At approximately 11:36 a.m., Manwaring parked his
patrol car in the middle of the intersection of Pierce and Leawood
Streets a short distance to the north of the school, thus establishing
the original position of the incident command center.
Three minutes later, Sgt. Phil Hy of the Jefferson
County Sheriff’s Office arrived on scene. Hy previously had been the
support supervisor for the SWAT team and he understood Manwaring’s
urgent need for information about what was happening at the school in
front of them. Hy began
trying to decipher the radio traffic exploding over the airwaves and
piece together what information he could.
The third Jefferson County supervisor to arrive at
the forming command post on Leawood and Pierce was Lt. David Walcher.
Arriving at approximately 11:45 a.m., Walcher parked behind
Manwaring’s patrol car and was quickly briefed by Manwaring and Hy as
the SWAT leader donned his tactical gear.
Walcher was uniquely qualified to handle the incident command role because he was thoroughly SWAT trained. He had been with the Jefferson County SWAT team for seven years, coming off the team exactly one year before the Columbine incident. Walcher was also the second ranking Jefferson County officer currently at the scene, and he would manage the incident minute to minute as it unfolded managed by using a structured Incident Management System (IMS).

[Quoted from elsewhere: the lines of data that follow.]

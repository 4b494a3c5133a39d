//! Configuration loading and page assembly.

use std::path::Path;

use anyhow::{Context, Result};
use pharma_client::{ClientConfig, PharmaClient};
use pharma_workflow::Page;

/// Options shared by every subcommand.
#[derive(Debug, Clone, Default)]
pub struct OutputOptions {
    /// Print view state as JSON instead of text.
    pub json: bool,
    /// Where to write a QR code SVG when an action produces one.
    pub qr_out: Option<std::path::PathBuf>,
}

/// Load from `path` when given, otherwise from `PHARMA_*` variables.
pub fn load_config(path: Option<&Path>) -> Result<ClientConfig> {
    match path {
        Some(path) => ClientConfig::from_yaml_file(path)
            .with_context(|| format!("loading configuration from {}", path.display())),
        None => ClientConfig::from_env().context("loading configuration from environment"),
    }
}

/// HTTP clients and a page over them.
pub fn build_page(config: &ClientConfig) -> Result<Page> {
    let client = PharmaClient::new(config).context("loading contract artifacts")?;
    let page = Page::from_client(&client, config)?;
    tracing::debug!(
        rpc = %config.rpc_url,
        ipfs = %config.ipfs_api_url,
        "page assembled"
    );
    Ok(page)
}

Sheriff John P. Stone and Undersheriff John Dunaway
were at the county’s government center in Golden when they were
informed that shots had been fired at the south Jefferson County high
school. They hurried to the
scene in separate cars, Dunaway arriving before the Sheriff. In his role
as chief operations officer, the Undersheriff named Walcher as incident
commander and authorized SWAT to make entry into the school.

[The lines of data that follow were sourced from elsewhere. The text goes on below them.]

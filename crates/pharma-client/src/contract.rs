//! # Contract Interface Description
//!
//! The supply-chain ledger is two contracts, `Register` and `SupplyChain`.
//! Their logic is external; this module pins the exact method names,
//! argument order and return shapes this front end depends on.
//!
//! | Contract | Method | Kind |
//! |----------|--------|------|
//! | Register | `registerUser(address,string,string,uint256,string,string,string)` | write |
//! | Register | `loginUser(string,string) -> bool` | read |
//! | Register | `getUserRole(address) -> uint256` | read |
//! | Register | `viewUsers() -> (address[],string[],string[],uint256[],string[],string[])` | read |
//! | SupplyChain | `createMedicine(string,string,string,string,string,string,uint256,string)` | write |
//! | SupplyChain | `medicines(uint256)` (mapping getter), `getMedicineById(uint256)`, `trackMedicine(uint256)` | read |
//! | SupplyChain | `medicineCount() -> uint256` | read |
//! | SupplyChain | `allocateMedicine`, `allocateDistributor`, `allocateMedicineToHospital` `(uint256,address,string)` | write |
//! | SupplyChain | `shipMedicineToHospital(uint256)` | write |
//! | SupplyChain | `performQualityCheck(uint256,bool)` | write |
//! | SupplyChain | `verifyIPFSHashes(uint256,string,string,string)` | write |
//! | SupplyChain | `sellMedicine(uint256)`, `buyMedicine(uint256)` | payable write |
//! | SupplyChain | `buyMedicineFromManufacturer(uint256)` | write |
//! | SupplyChain | `manageInventory(uint256,uint256,string)` | write |
//! | SupplyChain | `getAllocatedMedicineByAddress(address)` | read |
//!
//! Return shapes declared here are fallbacks. When the loaded artifact
//! declares a method, reads decode against the artifact's outputs instead
//! (see [`crate::artifact`]).

use std::fmt;

use pharma_core::{AccountAddress, ContentId, MedicineId, Role};
use serde::{Deserialize, Serialize};

use crate::abi::{self, AbiError, DynSolValue, Outputs, U256};
use crate::records::NewMedicine;

/// Which deployed contract a method belongs to.
#[derive(Debug, Clone, Copy, PartialEq, Eq, Hash, Serialize, Deserialize)]
pub enum ContractKind {
    Register,
    SupplyChain,
}

impl ContractKind {
    /// Every method of this contract the front end calls.
    pub fn methods(&self) -> &'static [&'static MethodSpec] {
        match self {
            Self::Register => REGISTER_METHODS,
            Self::SupplyChain => SUPPLY_CHAIN_METHODS,
        }
    }
}

impl fmt::Display for ContractKind {
    fn fmt(&self, f: &mut fmt::Formatter<'_>) -> fmt::Result {
        match self {
            Self::Register => f.write_str("Register"),
            Self::SupplyChain => f.write_str("SupplyChain"),
        }
    }
}

#[derive(Debug, Clone, Copy, PartialEq, Eq)]
pub enum Mutability {
    View,
    NonPayable,
    Payable,
}

/// One contract method. Types are canonical Solidity names.
///
/// `outputs` is the fallback return shape, used when the loaded artifact
/// does not declare the method.
#[derive(Debug, PartialEq, Eq)]
pub struct MethodSpec {
    pub contract: ContractKind,
    pub name: &'static str,
    pub inputs: &'static [&'static str],
    pub outputs: &'static [&'static str],
    pub mutability: Mutability,
}

impl MethodSpec {
    /// `name(type,type)`.
    pub fn signature(&self) -> String {
        format!("{}({})", self.name, self.inputs.join(","))
    }

    pub fn selector(&self) -> [u8; 4] {
        let hash = abi::keccak256(self.signature().as_bytes());
        [hash[0], hash[1], hash[2], hash[3]]
    }

    pub fn default_outputs(&self) -> Result<Outputs, AbiError> {
        Outputs::from_types(self.outputs)
    }

    pub fn is_view(&self) -> bool {
        self.mutability == Mutability::View
    }

    pub fn is_payable(&self) -> bool {
        self.mutability == Mutability::Payable
    }
}

/// One contract event. All parameters are non-indexed.
#[derive(Debug, PartialEq, Eq)]
pub struct EventSpec {
    pub contract: ContractKind,
    pub name: &'static str,
    pub inputs: &'static [&'static str],
}

impl EventSpec {
    pub fn signature(&self) -> String {
        format!("{}({})", self.name, self.inputs.join(","))
    }

    /// `topics[0]` of a log emitted by this event.
    pub fn topic(&self) -> [u8; 32] {
        abi::keccak256(self.signature().as_bytes()).0
    }
}

const U: &str = "uint256";
const S: &str = "string";
const A: &str = "address";
const B: &str = "bool";

/// Public getter for the `medicines` mapping. Solidity getters omit array
/// members, so the document hashes are absent here.
const MEDICINE_GETTER: &[&str] = &[U, S, S, S, S, S, S, U, S, A];
const MEDICINE_RECORD: &[&str] = &[U, S, S, S, S, S, S, U, S, A, "string[]"];

const fn view(
    contract: ContractKind,
    name: &'static str,
    inputs: &'static [&'static str],
    outputs: &'static [&'static str],
) -> MethodSpec {
    MethodSpec {
        contract,
        name,
        inputs,
        outputs,
        mutability: Mutability::View,
    }
}

const fn send(
    contract: ContractKind,
    name: &'static str,
    inputs: &'static [&'static str],
    mutability: Mutability,
) -> MethodSpec {
    MethodSpec {
        contract,
        name,
        inputs,
        outputs: &[],
        mutability,
    }
}

use ContractKind::{Register as R, SupplyChain as SC};
use Mutability::{NonPayable, Payable};

pub static REGISTER_USER: MethodSpec = send(R, "registerUser", &[A, S, S, U, S, S, S], NonPayable);
pub static LOGIN_USER: MethodSpec = view(R, "loginUser", &[S, S], &[B]);
pub static GET_USER_ROLE: MethodSpec = view(R, "getUserRole", &[A], &[U]);
pub static VIEW_USERS: MethodSpec = view(
    R,
    "viewUsers",
    &[],
    &["address[]", "string[]", "string[]", "uint256[]", "string[]", "string[]"],
);

pub static CREATE_MEDICINE: MethodSpec =
    send(SC, "createMedicine", &[S, S, S, S, S, S, U, S], NonPayable);
pub static MEDICINES: MethodSpec = view(SC, "medicines", &[U], MEDICINE_GETTER);
pub static GET_MEDICINE_BY_ID: MethodSpec = view(SC, "getMedicineById", &[U], MEDICINE_RECORD);
pub static TRACK_MEDICINE: MethodSpec = view(SC, "trackMedicine", &[U], MEDICINE_RECORD);
pub static MEDICINE_COUNT: MethodSpec = view(SC, "medicineCount", &[], &[U]);
pub static ALLOCATE_MEDICINE: MethodSpec = send(SC, "allocateMedicine", &[U, A, S], NonPayable);
pub static ALLOCATE_DISTRIBUTOR: MethodSpec =
    send(SC, "allocateDistributor", &[U, A, S], NonPayable);
pub static ALLOCATE_MEDICINE_TO_HOSPITAL: MethodSpec =
    send(SC, "allocateMedicineToHospital", &[U, A, S], NonPayable);
pub static SHIP_MEDICINE_TO_HOSPITAL: MethodSpec =
    send(SC, "shipMedicineToHospital", &[U], NonPayable);
pub static PERFORM_QUALITY_CHECK: MethodSpec =
    send(SC, "performQualityCheck", &[U, B], NonPayable);
pub static VERIFY_IPFS_HASHES: MethodSpec =
    send(SC, "verifyIPFSHashes", &[U, S, S, S], NonPayable);
pub static SELL_MEDICINE: MethodSpec = send(SC, "sellMedicine", &[U], Payable);
pub static BUY_MEDICINE: MethodSpec = send(SC, "buyMedicine", &[U], Payable);
pub static BUY_MEDICINE_FROM_MANUFACTURER: MethodSpec =
    send(SC, "buyMedicineFromManufacturer", &[U], NonPayable);
pub static MANAGE_INVENTORY: MethodSpec = send(SC, "manageInventory", &[U, U, S], NonPayable);
pub static GET_ALLOCATED_MEDICINE_BY_ADDRESS: MethodSpec = view(
    SC,
    "getAllocatedMedicineByAddress",
    &[A],
    &[
        "uint256[]",
        "string[]",
        "string[]",
        "string[]",
        "string[]",
        "uint256[]",
        "string[]",
        "string[]",
    ],
);

/// Emitted by `createMedicine` with the new record's id.
pub static MEDICINE_CREATED: EventSpec = EventSpec {
    contract: SC,
    name: "MedicineCreated",
    inputs: &[U, S, A],
};

static REGISTER_METHODS: &[&MethodSpec] = &[&REGISTER_USER, &LOGIN_USER, &GET_USER_ROLE, &VIEW_USERS];

static SUPPLY_CHAIN_METHODS: &[&MethodSpec] = &[
    &CREATE_MEDICINE,
    &MEDICINES,
    &GET_MEDICINE_BY_ID,
    &TRACK_MEDICINE,
    &MEDICINE_COUNT,
    &ALLOCATE_MEDICINE,
    &ALLOCATE_DISTRIBUTOR,
    &ALLOCATE_MEDICINE_TO_HOSPITAL,
    &SHIP_MEDICINE_TO_HOSPITAL,
    &PERFORM_QUALITY_CHECK,
    &VERIFY_IPFS_HASHES,
    &SELL_MEDICINE,
    &BUY_MEDICINE,
    &BUY_MEDICINE_FROM_MANUFACTURER,
    &MANAGE_INVENTORY,
    &GET_ALLOCATED_MEDICINE_BY_ADDRESS,
];

/// Every event the front end decodes.
pub static EVENTS: &[&EventSpec] = &[&MEDICINE_CREATED];

/// Downstream party of an allocation.
#[derive(Debug, Clone, Copy, PartialEq, Eq, Hash, Serialize, Deserialize)]
#[serde(rename_all = "lowercase")]
pub enum AllocationTarget {
    /// Manufacturer to wholesaler.
    Wholesaler,
    /// Wholesaler to distributor.
    Distributor,
    /// Distributor to hospital.
    Hospital,
}

impl AllocationTarget {
    pub fn method(&self) -> &'static MethodSpec {
        match self {
            Self::Wholesaler => &ALLOCATE_MEDICINE,
            Self::Distributor => &ALLOCATE_DISTRIBUTOR,
            Self::Hospital => &ALLOCATE_MEDICINE_TO_HOSPITAL,
        }
    }

    /// Role allocating to this target.
    pub fn sender_role(&self) -> Role {
        match self {
            Self::Wholesaler => Role::Manufacturer,
            Self::Distributor => Role::Wholesaler,
            Self::Hospital => Role::Distributor,
        }
    }

    /// Role receiving the allocation.
    pub fn receiver_role(&self) -> Role {
        match self {
            Self::Wholesaler => Role::Wholesaler,
            Self::Distributor => Role::Distributor,
            Self::Hospital => Role::Hospital,
        }
    }
}

/// A method invocation with encoded-ready arguments.
#[derive(Debug, Clone, PartialEq)]
pub struct Call {
    method: &'static MethodSpec,
    args: Vec<DynSolValue>,
}

impl Call {
    /// Build a call, checking arguments against the signature.
    pub fn new(method: &'static MethodSpec, args: Vec<DynSolValue>) -> Result<Self, AbiError> {
        let types = abi::parse_types(method.inputs)?;
        if args.len() != types.len() || !args.iter().zip(&types).all(|(v, ty)| ty.matches(v)) {
            return Err(AbiError::ArgumentMismatch(method.signature()));
        }
        Ok(Self { method, args })
    }

    pub fn method(&self) -> &'static MethodSpec {
        self.method
    }

    pub fn args(&self) -> &[DynSolValue] {
        &self.args
    }

    /// Selector followed by the encoded arguments.
    pub fn calldata(&self) -> Vec<u8> {
        let mut data = self.method.selector().to_vec();
        data.extend_from_slice(&abi::encode_params(&self.args));
        data
    }

    pub fn register_user(
        account: &AccountAddress,
        name: &str,
        username: &str,
        role: Role,
        company_name: &str,
        license_number: &str,
        password: &str,
    ) -> Result<Self, AbiError> {
        Self::new(
            &REGISTER_USER,
            vec![
                abi::address(account),
                abi::string(name),
                abi::string(username),
                abi::uint(abi::parse_decimal(role.code())?),
                abi::string(company_name),
                abi::string(license_number),
                abi::string(password),
            ],
        )
    }

    pub fn login_user(username: &str, password: &str) -> Result<Self, AbiError> {
        Self::new(&LOGIN_USER, vec![abi::string(username), abi::string(password)])
    }

    pub fn get_user_role(account: &AccountAddress) -> Result<Self, AbiError> {
        Self::new(&GET_USER_ROLE, vec![abi::address(account)])
    }

    pub fn view_users() -> Result<Self, AbiError> {
        Self::new(&VIEW_USERS, vec![])
    }

    pub fn create_medicine(medicine: &NewMedicine, metadata: &ContentId) -> Result<Self, AbiError> {
        Self::new(
            &CREATE_MEDICINE,
            vec![
                abi::string(&medicine.prefix),
                abi::string(&medicine.name),
                abi::string(&medicine.composition),
                abi::string(&medicine.description),
                abi::string(&medicine.manufacturer_date),
                abi::string(&medicine.expiry_date),
                abi::uint(medicine.price),
                abi::string(metadata.as_str()),
            ],
        )
    }

    pub fn medicines(id: &MedicineId) -> Result<Self, AbiError> {
        Self::new(&MEDICINES, vec![id_value(id)?])
    }

    pub fn get_medicine_by_id(id: &MedicineId) -> Result<Self, AbiError> {
        Self::new(&GET_MEDICINE_BY_ID, vec![id_value(id)?])
    }

    pub fn track_medicine(id: &MedicineId) -> Result<Self, AbiError> {
        Self::new(&TRACK_MEDICINE, vec![id_value(id)?])
    }

    pub fn medicine_count() -> Result<Self, AbiError> {
        Self::new(&MEDICINE_COUNT, vec![])
    }

    pub fn allocate(
        target: AllocationTarget,
        id: &MedicineId,
        to: &AccountAddress,
        invoice: &ContentId,
    ) -> Result<Self, AbiError> {
        Self::new(
            target.method(),
            vec![id_value(id)?, abi::address(to), abi::string(invoice.as_str())],
        )
    }

    pub fn ship_medicine_to_hospital(id: &MedicineId) -> Result<Self, AbiError> {
        Self::new(&SHIP_MEDICINE_TO_HOSPITAL, vec![id_value(id)?])
    }

    pub fn perform_quality_check(id: &MedicineId, passed: bool) -> Result<Self, AbiError> {
        Self::new(&PERFORM_QUALITY_CHECK, vec![id_value(id)?, DynSolValue::Bool(passed)])
    }

    /// Documents in manufacturer, wholesaler, distributor order.
    pub fn verify_ipfs_hashes(id: &MedicineId, documents: &[ContentId; 3]) -> Result<Self, AbiError> {
        let mut args = vec![id_value(id)?];
        args.extend(documents.iter().map(|c| abi::string(c.as_str())));
        Self::new(&VERIFY_IPFS_HASHES, args)
    }

    pub fn sell_medicine(id: &MedicineId) -> Result<Self, AbiError> {
        Self::new(&SELL_MEDICINE, vec![id_value(id)?])
    }

    pub fn buy_medicine(id: &MedicineId) -> Result<Self, AbiError> {
        Self::new(&BUY_MEDICINE, vec![id_value(id)?])
    }

    pub fn buy_medicine_from_manufacturer(id: &MedicineId) -> Result<Self, AbiError> {
        Self::new(&BUY_MEDICINE_FROM_MANUFACTURER, vec![id_value(id)?])
    }

    pub fn manage_inventory(id: &MedicineId, quantity: U256, note: &ContentId) -> Result<Self, AbiError> {
        Self::new(
            &MANAGE_INVENTORY,
            vec![id_value(id)?, abi::uint(quantity), abi::string(note.as_str())],
        )
    }

    pub fn get_allocated_medicine_by_address(account: &AccountAddress) -> Result<Self, AbiError> {
        Self::new(&GET_ALLOCATED_MEDICINE_BY_ADDRESS, vec![abi::address(account)])
    }
}

fn id_value(id: &MedicineId) -> Result<DynSolValue, AbiError> {
    abi::parse_decimal(id.as_str()).map(abi::uint)
}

Sheriff Stone, having been a commissioner in the
county for 12 years, knew immediately who to contact and what resources
would be available to the Sheriff’s Office in response to the
situation. He made those
first calls as he drove to the site.
Other Agencies Respond
At 11:32 a.m. Deputy Paul Magor, the first patrol deputy dispatched to the high school, radioed for mutual aid. A metro-wide community response already had begun to organize and other law enforcement units and emergency personnel and equipment were beginning to arrive on scene. Later reports by law enforcement described the scene as “the world just descending upon Pierce Street. Within minutes, there were hundreds of people showing up from all kinds of different agencies, all kinds of different ranks.” In all, 35 different law enforcement agencies, 11 fire and EMS agencies and nearly 1,000 personnel would respond.
Command Post Organized
Within the next few minutes, scores of law enforcement, fire and emergency medical services personnel arrived at the scene, increasing the chaos, intensity and difficulty of managing the incident. Also arriving to offer any assistance necessary from their respective agencies and to work with Walcher were:
Shouting over the constant roar of so many police, emergency, and fire vehicles arriving and television news helicopters hovering overhead, the command officers quickly began to identify and coordinate the tasks before them.

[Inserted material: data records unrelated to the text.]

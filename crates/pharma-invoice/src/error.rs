//! Errors raised while rendering documents.

use thiserror::Error;

#[derive(Error, Debug)]
pub enum InvoiceError {
    /// A tax invoice with no field lines.
    #[error("cannot render an invoice with no fields")]
    NoFields,

    /// A record could not be flattened into text fields.
    #[error("record is not a flat mapping of text fields: {0}")]
    NotFlat(String),

    #[error("serialization failed: {0}")]
    Serialization(#[from] serde_json::Error),

    #[error("QR encoding failed: {0}")]
    Qr(String),
}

Working alongside Walcher at the command post was Littleton Fire Chief Pessemier, head of the Littleton Fire Department whose jurisdiction included Columbine High School. While the city of Littleton has a population of 40,000, its fire district serves nearly 190,000 and has partnerships with 16 separate law enforcement agencies. Because Columbine was in Littleton’s fire district, the department was responsible for the fire and EMS response to the incident.
Littleton Fire Chief Pessemier and Division Chief
Burdick took over the management of the medical issues from their first
arriving Battalion Chief, Ray Rayne.
Medical concerns included setting up four triage areas,
transporting the wounded, and coordinating a joint effort rescue of
wounded students in an active situation with law enforcement personnel
providing protective cover fire. They
also made plans for any fire-related issues that might occur at or in
the school. Their
coordination was crucial due to the task at hand and the number of
different agencies they managed by using a structured FIRE
Chief Whitman and Captain O’Neill were
tasked with deploying the eventual hundreds of Denver Police officers
who came to Columbine. The
Denver Police Department was heavily involved from the outset of the
incident and continued with that involvement throughout the day.
As their officers arrived, they were involved with Jefferson
County Sheriff’s Office personnel in initial rescues, gunfire,
protection of evacuees, SWAT, perimeter, traffic control, explosive
ordinance, investigation and interviews, as well as the crime scene.
Captain Armstrong, likewise, volunteered the Arapahoe
County Sheriff’s Office to assist in any way necessary.
Captain Armstrong worked with the Jefferson County School
District to utilize buses in the transportation of evacuated students to
Leawood Elementary School. Arapahoe County Sheriff’s Office was also
heavily involved in the investigation, explosive ordinance issues,
perimeter, and response to local hospitals.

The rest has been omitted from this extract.